-- YOUR ASSIGNMENT --
Among the entries below, find the line with "is skipped. The", then quote it and each following line up to and including the line with "let mut applied = 0usize;", and nothing else.

** Opening THE RECORDS block **

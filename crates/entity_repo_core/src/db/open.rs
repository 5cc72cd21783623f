//! Connection bootstrap utilities for SQLite.
//!
//! # Responsibility
//! - Open file or in-memory SQLite connections.
//! - Apply the connection pragmas requested by `DatabaseConfig`.
//!
//! # Invariants
//! - Returned connections have `foreign_keys` set as configured.
//! - Returned connections carry the configured busy timeout.

use super::DbResult;
use crate::config::DatabaseConfig;
use log::{error, info};
use rusqlite::Connection;
use std::path::Path;
use std::time::{Duration, Instant};

/// Opens a SQLite database file and configures it.
///
/// # Side effects
/// - Creates the database file when it does not exist yet.
/// - Emits `db_open` logging events with duration and status.
pub fn open_db(path: impl AsRef<Path>, config: &DatabaseConfig) -> DbResult<Connection> {
    open_with("file", config, || Connection::open(path))
}

/// Opens a private in-memory SQLite database and configures it.
pub fn open_db_in_memory(config: &DatabaseConfig) -> DbResult<Connection> {
    open_with("memory", config, Connection::open_in_memory)
}

/// Opens the database described by `config`.
///
/// `path = None` selects an in-memory database.
pub fn open_db_with_config(config: &DatabaseConfig) -> DbResult<Connection> {
    match config.path.as_deref() {
        Some(path) => open_db(path, config),
        None => open_db_in_memory(config),
    }
}

fn open_with(
    mode: &'static str,
    config: &DatabaseConfig,
    open: impl FnOnce() -> rusqlite::Result<Connection>,
) -> DbResult<Connection> {
    let started_at = Instant::now();
    info!("event=db_open module=db status=start mode={mode}");

    let conn = match open() {
        Ok(conn) => conn,
        Err(err) => {
            error!(
                "event=db_open module=db status=error mode={} duration_ms={} error_code=db_open_failed error={}",
                mode,
                started_at.elapsed().as_millis(),
                err
            );
            return Err(err.into());
        }
    };

    match configure_connection(&conn, config) {
        Ok(()) => {
            info!(
                "event=db_open module=db status=ok mode={} foreign_keys={} duration_ms={}",
                mode,
                config.foreign_keys,
                started_at.elapsed().as_millis()
            );
            Ok(conn)
        }
        Err(err) => {
            error!(
                "event=db_open module=db status=error mode={} duration_ms={} error_code=db_configure_failed error={}",
                mode,
                started_at.elapsed().as_millis(),
                err
            );
            Err(err.into())
        }
    }
}

fn configure_connection(conn: &Connection, config: &DatabaseConfig) -> rusqlite::Result<()> {
    let foreign_keys = if config.foreign_keys { "ON" } else { "OFF" };
    conn.execute_batch(&format!("PRAGMA foreign_keys = {foreign_keys};"))?;
    conn.busy_timeout(Duration::from_millis(config.busy_timeout_ms))?;
    Ok(())
}
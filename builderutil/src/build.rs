//! The builder: apply every provider's mutators to a fresh target.

use crate::lister::Lister;
use std::any::type_name;

/// Build a `T` by applying all mutators from `providers` to `T::default()`.
///
/// Providers are processed in slice order and each provider's mutators in
/// list order. A `None` provider or a `None` mutator entry is skipped. The
/// first mutator to fail stops the build; its error is returned as-is and
/// the partly configured target is dropped.
///
/// ```
/// use builderutil::{Options, OptionError, build};
///
/// #[derive(Debug, Default, PartialEq)]
/// struct Config { value: i32 }
///
/// let a: Options<Config> = Options::new().with(|c: &mut Config| { c.value += 10; Ok(()) });
/// let b: Options<Config> = Options::new().with(|c: &mut Config| { c.value += 15; Ok(()) });
///
/// let config = build::<Config, OptionError>(&[Some(&a), None, Some(&b)]).unwrap();
/// assert_eq!(config.value, 25);
/// ```
pub fn build<T, E>(providers: &[Option<&dyn Lister<T, E>>]) -> Result<T, E>
where
    T: Default,
{
    build_from(T::default(), providers)
}

/// Like [`build`], but start from `base` instead of `T::default()`.
///
/// `base` is consumed. On failure it is dropped together with whatever the
/// mutators had already changed.
pub fn build_from<T, E>(base: T, providers: &[Option<&dyn Lister<T, E>>]) -> Result<T, E> {
    let mut target = base;
    let mut applied = 0usize;

    for (provider, entry) in providers.iter().enumerate() {
        let Some(lister) = entry else {
            tracing::trace!(provider, "skipping absent provider");
            continue;
        };

        for (mutator, slot) in lister.list().iter().enumerate() {
            let Some(apply) = slot else {
                tracing::trace!(provider, mutator, "skipping absent mutator");
                continue;
            };

            if let Err(err) = apply(&mut target) {
                tracing::debug!(
                    ty = type_name::<T>(),
                    provider,
                    mutator,
                    "option failed, discarding target"
                );
                return Err(err);
            }
            applied += 1;
        }
    }

    tracing::trace!(
        ty = type_name::<T>(),
        providers = providers.len(),
        applied,
        "build complete"
    );
    Ok(target)
}
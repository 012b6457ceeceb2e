//! Mutator factories for testing option providers.
//!
//! Available behind the `test-utils` feature flag.

use crate::lister::Mutator;
use std::sync::{Arc, Mutex, PoisonError};

/// A shared, append-only record of which mutators ran, in order.
#[derive(Debug, Clone, Default)]
pub struct Journal {
    entries: Arc<Mutex<Vec<String>>>,
}

impl Journal {
    /// Create an empty journal.
    pub fn new() -> Self {
        Self::default()
    }

    /// Append a label.
    pub fn record(&self, label: impl Into<String>) {
        self.entries
            .lock()
            .unwrap_or_else(PoisonError::into_inner)
            .push(label.into());
    }

    /// Return a snapshot of all recorded labels.
    pub fn entries(&self) -> Vec<String> {
        self.entries
            .lock()
            .unwrap_or_else(PoisonError::into_inner)
            .clone()
    }
}

/// A mutator that records `label` in `journal` and succeeds without
/// touching the target.
pub fn journaling<T, E>(journal: &Journal, label: impl Into<String>) -> Mutator<T, E> {
    let journal = journal.clone();
    let label = label.into();
    Box::new(move |_| {
        journal.record(label.as_str());
        Ok(())
    })
}

/// A mutator that always fails with `make_err()`.
pub fn failing<T, E, F>(make_err: F) -> Mutator<T, E>
where
    F: Fn() -> E + Send + Sync + 'static,
{
    Box::new(move |_| Err(make_err()))
}
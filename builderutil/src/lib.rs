#![deny(missing_docs)]
//! Functional options for any type.
//!
//! A value is built by running an ordered list of fallible *mutators*
//! against a fresh instance. Mutators come from *option providers*, anything
//! implementing [`Lister`]. [`build`] walks the providers in order, then
//! each provider's mutators in order, and stops at the first error.
//!
//! ## Semantics
//!
//! - The target starts at `T::default()` ([`build`]) or at a caller-supplied
//!   base ([`build_from`]).
//! - A `None` provider and a `None` mutator entry are skipped, not errors.
//! - The first failing mutator's error is returned unchanged. The partly
//!   configured target is dropped; callers never see it.
//!
//! [`Options`] is the ready-made provider. [`OptionError`] is the default
//! error type, but any `E` works.
//!
//! ## Logging
//!
//! Skips, failures and completions are reported through `tracing` at
//! `trace`/`debug` level. No subscriber is installed.

pub mod build;
pub mod error;
pub mod lister;
pub mod options;

#[cfg(feature = "test-utils")]
pub mod test_utils;

// Re-exports for convenience
pub use build::{build, build_from};
pub use error::OptionError;
pub use lister::{Lister, Mutator};
pub use options::{Options, mutator};
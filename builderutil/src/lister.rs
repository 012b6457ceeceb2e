//! The option-provider capability.
//!
//! A [`Lister`] hands the builder an ordered slice of mutator entries. Any
//! entry may be `None`, which the builder skips. Listing is side-effect
//! free; mutators only run when the builder invokes them.

use crate::error::OptionError;
use std::sync::Arc;

/// One configuration step: mutate the target in place or fail with `E`.
///
/// Mutators are `Fn`, not `FnOnce`, so a provider can be listed by any
/// number of builds.
pub type Mutator<T, E = OptionError> = Box<dyn Fn(&mut T) -> Result<(), E> + Send + Sync>;

/// Supplies an ordered list of mutators for a target type `T`.
///
/// Object-safe: the builder takes `&dyn Lister<T, E>` so providers of
/// different concrete types can be mixed in one build.
pub trait Lister<T, E = OptionError> {
    /// The mutator entries, in the order they must be applied.
    fn list(&self) -> &[Option<Mutator<T, E>>];
}

impl<T, E, L: Lister<T, E> + ?Sized> Lister<T, E> for &L {
    fn list(&self) -> &[Option<Mutator<T, E>>] {
        (**self).list()
    }
}

impl<T, E, L: Lister<T, E> + ?Sized> Lister<T, E> for Box<L> {
    fn list(&self) -> &[Option<Mutator<T, E>>] {
        (**self).list()
    }
}

impl<T, E, L: Lister<T, E> + ?Sized> Lister<T, E> for Arc<L> {
    fn list(&self) -> &[Option<Mutator<T, E>>] {
        (**self).list()
    }
}

/// An absent provider lists nothing.
impl<T, E, L: Lister<T, E>> Lister<T, E> for Option<L> {
    fn list(&self) -> &[Option<Mutator<T, E>>] {
        match self {
            Some(inner) => inner.list(),
            None => Default::default(),
        }
    }
}

impl<T, E> Lister<T, E> for [Option<Mutator<T, E>>] {
    fn list(&self) -> &[Option<Mutator<T, E>>] {
        self
    }
}

impl<T, E> Lister<T, E> for Vec<Option<Mutator<T, E>>> {
    fn list(&self) -> &[Option<Mutator<T, E>>] {
        self.as_slice()
    }
}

** Closing THE RECORDS block **

-- COMPLETED EXERCISE --
/// list order. A `None` provider or a `None` mutator entry is skipped. The
/// first mutator to fail stops the build; its error is returned as-is and
/// the partly configured target is dropped.
///
/// ```
/// use builderutil::{Options, OptionError, build};
///
/// #[derive(Debug, Default, PartialEq)]
/// struct Config { value: i32 }
///
/// let a: Options<Config> = Options::new().with(|c: &mut Config| { c.value += 10; Ok(()) });
/// let b: Options<Config> = Options::new().with(|c: &mut Config| { c.value += 15; Ok(()) });
///
/// let config = build::<Config, OptionError>(&[Some(&a), None, Some(&b)]).unwrap();
/// assert_eq!(config.value, 25);
/// ```
pub fn build<T, E>(providers: &[Option<&dyn Lister<T, E>>]) -> Result<T, E>
where
    T: Default,
{
    build_from(T::default(), providers)
}

/// Like [`build`], but start from `base` instead of `T::default()`.
///
/// `base` is consumed. On failure it is dropped together with whatever the
/// mutators had already changed.
pub fn build_from<T, E>(base: T, providers: &[Option<&dyn Lister<T, E>>]) -> Result<T, E> {
    let mut target = base;
    let mut applied = 0usize;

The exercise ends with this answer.